Task instructions:
Find the lines of the listing that contain the string "LayoutSettings", and return them.

Data for analysis:
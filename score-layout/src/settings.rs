//! Tunable constants of the layout.
//!
//! Defaults reproduce the classic engraving metrics; a host can
//! override any subset of them by deserializing partial settings.
use serde::{Deserialize, Serialize};

#[derive(Debug, Copy, Clone, PartialEq, Serialize, Deserialize, Default)]
#[serde(default)]
pub struct LayoutSettings {
    pub tick_context: TickContextSettings,
    pub tuplet: TupletSettings,
    pub time_signature: TimeSignatureSettings,
}

#[derive(Debug, Copy, Clone, PartialEq, Serialize, Deserialize)]
#[serde(default)]
pub struct TickContextSettings {
    /// pixels on each side of the slot
    pub padding: f64,
}
impl Default for TickContextSettings {
    fn default() -> Self {
        Self { padding: 3.0 }
    }
}

#[derive(Debug, Copy, Clone, PartialEq, Serialize, Deserialize)]
#[serde(default)]
pub struct TupletSettings {
    /// point size of digit glyphs
    pub point: f64,
    /// vertical distance between nested brackets
    pub nesting_offset: f64,
    /// horizontal gap between bracket and notes or number
    pub bracket_padding: f64,
    pub bracket_height: f64,
    /// distance from the top staff line, when tuplet is above
    pub stave_clearance_above: f64,
    /// distance from the bottom staff line, when tuplet is below
    pub stave_clearance_below: f64,
    /// distance from the stem tip
    pub stem_tip_clearance: f64,
    /// distance from the notehead side of the stem
    pub stem_base_clearance: f64,
}
impl Default for TupletSettings {
    fn default() -> Self {
        Self {
            point: 28.0,
            nesting_offset: 15.0,
            bracket_padding: 5.0,
            bracket_height: 10.0,
            stave_clearance_above: 15.0,
            stave_clearance_below: 20.0,
            stem_tip_clearance: 10.0,
            stem_base_clearance: 20.0,
        }
    }
}

#[derive(Debug, Copy, Clone, PartialEq, Serialize, Deserialize)]
#[serde(default)]
pub struct TimeSignatureSettings {
    pub point: f64,
    pub padding: f64,
    pub top_line: f64,
    pub bottom_line: f64,
}
impl Default for TimeSignatureSettings {
    fn default() -> Self {
        Self {
            point: 40.0,
            padding: 15.0,
            top_line: 2.0,
            bottom_line: 4.0,
        }
    }
}

#[cfg(test)]
mod tests {
    use super::{LayoutSettings, TupletSettings};

    #[test]
    fn partial_settings() {
        let settings: LayoutSettings = serde_json::from_str(
            r#"{"tick_context": {"padding": 5.0}, "tuplet": {"point": 20.0}}"#,
        )
        .expect("can not parse settings");
        assert_eq!(settings.tick_context.padding, 5.0);
        assert_eq!(settings.tuplet.point, 20.0);
        assert_eq!(
            settings.tuplet.nesting_offset,
            TupletSettings::default().nesting_offset
        );
        assert_eq!(settings.time_signature.point, 40.0);
    }

    #[test]
    fn round_trip_defaults() {
        let settings = LayoutSettings::default();
        let string = serde_json::to_string(&settings).unwrap();
        assert_eq!(
            serde_json::from_str::<LayoutSettings>(&string).unwrap(),
            settings
        );
        assert_eq!(
            serde_json::from_str::<LayoutSettings>("{}").unwrap(),
            settings
        );
    }
}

Response box:
pub struct LayoutSettings {
    use super::{LayoutSettings, TupletSettings};
        let settings: LayoutSettings = serde_json::from_str(
        let settings = LayoutSettings::default();
            serde_json::from_str::<LayoutSettings>(&string).unwrap(),
            serde_json::from_str::<LayoutSettings>("{}").unwrap(),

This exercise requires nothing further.